• AVAILABLE DATA
━━━

//! Top-level subcommand orchestration.
pub mod install;
pub mod uninstall;
pub mod verify;
pub mod version;

use std::sync::Arc;

use anyhow::Result;

use crate::cli::GlobalOpts;
use crate::config::{self, Config};
use crate::exec::SystemExecutor;
use crate::logging::{Log, Logger};
use crate::tasks::{self, Context, RunOptions, Task};

/// Resolve the repository and home directories and build the task context.
///
/// # Errors
///
/// Returns an error if the root or home directory cannot be determined.
pub fn build_context(
    global: &GlobalOpts,
    options: RunOptions,
    log: &Arc<Logger>,
) -> Result<Context> {
    let root = config::resolve_root(global.root.as_deref())?;
    let home = config::resolve_home(global.home.as_deref())?;
    let config = Config::new(&root, &home);

    log.info(&format!("dotfiles {}", version::VERSION));
    log.debug(&format!("root: {}", config.root.display()));
    log.debug(&format!("home: {}", config.home.display()));
    log.debug(&format!("{} links", config.links.len()));

    Ok(Context::new(
        Arc::new(config),
        Arc::clone(log) as Arc<dyn Log>,
        Arc::new(SystemExecutor),
        options,
    ))
}

/// Execute every task in order, print the summary, and bail if any task failed.
///
/// # Errors
///
/// Returns an error if one or more tasks recorded a failure.
pub fn run_tasks_to_completion<'a>(
    tasks: impl IntoIterator<Item = &'a dyn Task>,
    ctx: &Context,
    log: &Logger,
) -> Result<()> {
    for task in tasks {
        tasks::execute(task, ctx);
    }

    log.print_summary(&[]);

    let count = log.failure_count();
    if count > 0 {
        anyhow::bail!("{count} task(s) failed");
    }
    Ok(())
}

━━━

• AIM OF THE TASK
The records above must be repeated exactly, in their entirety.

• WRITTEN ANSWER
//! Top-level subcommand orchestration.
pub mod install;
pub mod uninstall;
pub mod verify;
pub mod version;

use std::sync::Arc;

use anyhow::Result;

use crate::cli::GlobalOpts;
use crate::config::{self, Config};
use crate::exec::SystemExecutor;
use crate::logging::{Log, Logger};
use crate::tasks::{self, Context, RunOptions, Task};

/// Resolve the repository and home directories and build the task context.
///
/// # Errors
///
/// Returns an error if the root or home directory cannot be determined.
pub fn build_context(
    global: &GlobalOpts,
    options: RunOptions,
    log: &Arc<Logger>,
) -> Result<Context> {
    let root = config::resolve_root(global.root.as_deref())?;
    let home = config::resolve_home(global.home.as_deref())?;
    let config = Config::new(&root, &home);

    log.info(&format!("dotfiles {}", version::VERSION));
    log.debug(&format!("root: {}", config.root.display()));
    log.debug(&format!("home: {}", config.home.display()));
    log.debug(&format!("{} links", config.links.len()));

    Ok(Context::new(
        Arc::new(config),
        Arc::clone(log) as Arc<dyn Log>,
        Arc::new(SystemExecutor),
        options,
    ))
}

/// Execute every task in order, print the summary, and bail if any task failed.
///
/// # Errors
///
/// Returns an error if one or more tasks recorded a failure.
pub fn run_tasks_to_completion<'a>(
    tasks: impl IntoIterator<Item = &'a dyn Task>,
    ctx: &Context,
    log: &Logger,
) -> Result<()> {
    for task in tasks {
        tasks::execute(task, ctx);
    }

    log.print_summary(&[]);

    let count = log.failure_count();
    if count > 0 {
        anyhow::bail!("{count} task(s) failed");
    }
    Ok(())
}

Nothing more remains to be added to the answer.